BasepairのImport data from GEOは、二次分析に必要なデータセットを、簡単に直接GEOからBasepairにインポートすることができます。必要なインプットは、解析したいデータセットのアクセッション番号のみです。また、複数のデータセットを同時にインポートすることもできます。
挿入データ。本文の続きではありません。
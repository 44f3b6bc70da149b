//! Strongly-typed identifier value objects.

use serde::{Deserialize, Serialize};
use std::fmt;
use std::str::FromStr;
use uuid::Uuid;

/// Unique identifier for one respondent's assessment session.
#[derive(Debug, Clone, Copy, PartialEq, Eq, Hash, Serialize, Deserialize)]
#[serde(transparent)]
pub struct AssessmentId(Uuid);

impl AssessmentId {
    /// Creates a new random AssessmentId.
    pub fn new() -> Self {
        Self(Uuid::new_v4())
    }

    /// Creates an AssessmentId from an existing UUID.
    pub fn from_uuid(uuid: Uuid) -> Self {
        Self(uuid)
    }

    /// Returns the inner UUID.
    pub fn as_uuid(&self) -> &Uuid {
        &self.0
    }
}

impl Default for AssessmentId {
    fn default() -> Self {
        Self::new()
    }
}

impl fmt::Display for AssessmentId {
    fn fmt(&self, f: &mut fmt::Formatter<'_>) -> fmt::Result {
        write!(f, "{}", self.0)
    }
}

impl FromStr for AssessmentId {
    type Err = uuid::Error;

    fn from_str(s: &str) -> Result<Self, Self::Err> {
        Ok(Self(Uuid::parse_str(s)?))
    }
}
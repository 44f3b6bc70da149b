//! Assessment command and query handlers.

mod create_assessment;
mod get_assessment;
mod get_catalog;
mod get_results;
mod record_answer;
mod restart_assessment;
mod result_exporter;
mod session_sweeper;
mod start_assessment;
mod submit_assessment;
mod update_identity;

#[cfg(test)]
pub(crate) mod test_support;

pub use create_assessment::{CreateAssessmentCommand, CreateAssessmentHandler};
pub use get_assessment::{AssessmentDetails, GetAssessmentHandler, GetAssessmentQuery};
pub use get_catalog::{CatalogView, GetCatalogHandler, GetCatalogQuery};
pub use get_results::{GetResultsHandler, GetResultsQuery};
pub use record_answer::{RecordAnswerCommand, RecordAnswerHandler, RecordAnswerResult};
pub use restart_assessment::{RestartAssessmentCommand, RestartAssessmentHandler};
pub use result_exporter::{ResultExporter, DEFAULT_EXPORT_TIMEOUT};
pub use session_sweeper::{SessionSweeper, SessionSweeperConfig};
pub use start_assessment::{StartAssessmentCommand, StartAssessmentHandler};
pub use submit_assessment::{SubmitAssessmentCommand, SubmitAssessmentHandler, SubmitAssessmentResult};
pub use update_identity::{UpdateIdentityCommand, UpdateIdentityHandler};

use crate::domain::assessment::{AssessmentError, AssessmentSession};
use crate::domain::foundation::AssessmentId;
use crate::ports::AssessmentStore;

/// Loads a session or fails with `NotFound`.
pub(crate) async fn load_session(
    store: &dyn AssessmentStore,
    id: AssessmentId,
) -> Result<AssessmentSession, AssessmentError> {
    store
        .find_by_id(&id)
        .await?
        .ok_or_else(|| AssessmentError::not_found(id))
}
//! HTTP adapters - REST API implementations.
//!
//! `api_router` assembles the assessment endpoints under `/api` together with
//! the tracing, CORS and timeout layers every request passes through.

pub mod assessment;

pub use assessment::{assessment_routes, AssessmentHandlers};

use axum::{http::HeaderValue, routing::get, Router};
use tower_http::cors::{AllowOrigin, Any, CorsLayer};
use tower_http::timeout::TimeoutLayer;
use tower_http::trace::TraceLayer;

use crate::config::{Environment, ServerConfig};

/// Builds the full application router.
pub fn api_router(handlers: AssessmentHandlers, server: &ServerConfig) -> Router {
    Router::new()
        .route("/health", get(health))
        .nest("/api", assessment_routes(handlers))
        .layer(TimeoutLayer::new(server.request_timeout()))
        .layer(cors_layer(server))
        .layer(TraceLayer::new_for_http())
}

async fn health() -> &'static str {
    "ok"
}

/// Explicit origins when configured. Without any, development is permissive
/// and other environments allow no cross-origin callers.
fn cors_layer(server: &ServerConfig) -> CorsLayer {
    let origins: Vec<HeaderValue> = server
        .cors_origins_list()
        .into_iter()
        .filter_map(|origin| match origin.parse::<HeaderValue>() {
            Ok(value) => Some(value),
            Err(_) => {
                tracing::warn!(origin = %origin, "Ignoring unparseable CORS origin");
                None
            }
        })
        .collect();

    if !origins.is_empty() {
        return CorsLayer::new()
            .allow_origin(AllowOrigin::list(origins))
            .allow_methods(Any)
            .allow_headers(Any);
    }

    if server.environment == Environment::Development {
        CorsLayer::permissive()
    } else {
        CorsLayer::new()
    }
}
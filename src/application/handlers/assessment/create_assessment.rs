//! CreateAssessmentHandler - Command handler for opening a new assessment.

use std::sync::Arc;

use crate::domain::assessment::{AssessmentCatalog, AssessmentError, AssessmentSession};
use crate::domain::foundation::AssessmentId;
use crate::ports::AssessmentStore;

/// Command to open a new assessment, optionally pre-filling intake.
#[derive(Debug, Clone, Default)]
pub struct CreateAssessmentCommand {
    pub name: Option<String>,
    pub company: Option<String>,
}

/// Handler for creating assessments.
pub struct CreateAssessmentHandler {
    store: Arc<dyn AssessmentStore>,
    catalog: Arc<AssessmentCatalog>,
}

impl CreateAssessmentHandler {
    pub fn new(store: Arc<dyn AssessmentStore>, catalog: Arc<AssessmentCatalog>) -> Self {
        Self { store, catalog }
    }

    pub async fn handle(
        &self,
        cmd: CreateAssessmentCommand,
    ) -> Result<AssessmentSession, AssessmentError> {
        let mut session = AssessmentSession::new(AssessmentId::new(), self.catalog.len());

        if cmd.name.is_some() || cmd.company.is_some() {
            session.update_identity(
                cmd.name.unwrap_or_default(),
                cmd.company.unwrap_or_default(),
            )?;
        }

        self.store.save(&session).await?;

        tracing::info!(assessment_id = %session.id(), "Assessment created");
        Ok(session)
    }
}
Basepairにデータがインポートされると、プロジェクト内に保存されます。その後、インポートされたサンプルの解析が実行されると、解析パイプラインが実行に必要なメタデータやアノテーションを抽出、統合します。

簡単なワークフロー

  1. Basepairのアカウントにログインしてください。
  2. 「SAMPLES 」をクリックしてください。
  3. 「Import from NCBI GEO/SRA」をクリックしてください。
  4. 「Import data from GEO」パイプラインを選択してください。
  5. データのGEOまたはSRAのアクセッションID を入力してください。複数のIDを入力することもできます。
    • GEOアクセッション ID例:GSM1382485
    • SRAアクセッション ID例:SRX513011
  6. 必要に応じて「Analysis name」は変更できます。
  7. 「Run analysis」をクリックしてください。
  8. インポートが完了すると、サンプルはBasepair上のプロジェクトに保存されます。
メニュー:GEOからのデータインポート
インポートの確認

留意点

GEOからのデータのインポートは、多くの場合スムーズに行われます。しかしながら、以下のようなケースが時々起こりますので、ご注意ください。

  • そもそもRaw Dataが公開されていない
  • Data Typeが間違っている
    • 例)シングルセルなのに、RNA-Seqとなっている
    • Basepair上で、データタイプを変更することで解決します
  • メタデータが間違っている
    • 例)シングルセルのUMIがついていない
  • データがdbGaPにある
    • Basepairからはアクセスできません

GEOへのデータのコピー

Basepairには、GEOへのデータコピーのパイプラインも用意しています。併せてご覧ください。

GEOへのデータのコピー

参考文献

  1. Clough, E., Barrett, T. (2016). Methods Mol Biol., 1418: 93-110.
  2. Eren, K., Deveci, M., Küçüktunç, O., et al. (2013). Briefings Bioinf, 14:279–92. 
  3. Golightly, N.P., Bell, A., Bischoff, A.I., et al. (2018). Sci Data, 5:180066. 
  4. Mecham, A., Stephenson, A., Quinteros, B.I., et al. (2023). J Integr Bioinform, 20230021. 
  5. NCBI (2024). NCBI.
  6. Wilkinson, M. D., Dumontier, M., Aalbersberg, I.J., et al. (2016). Sci Data., 3:160018. 
  7. Zhou, W., Han, L., Altman, R.B. (2016). Bioinformatics, 33:522–8.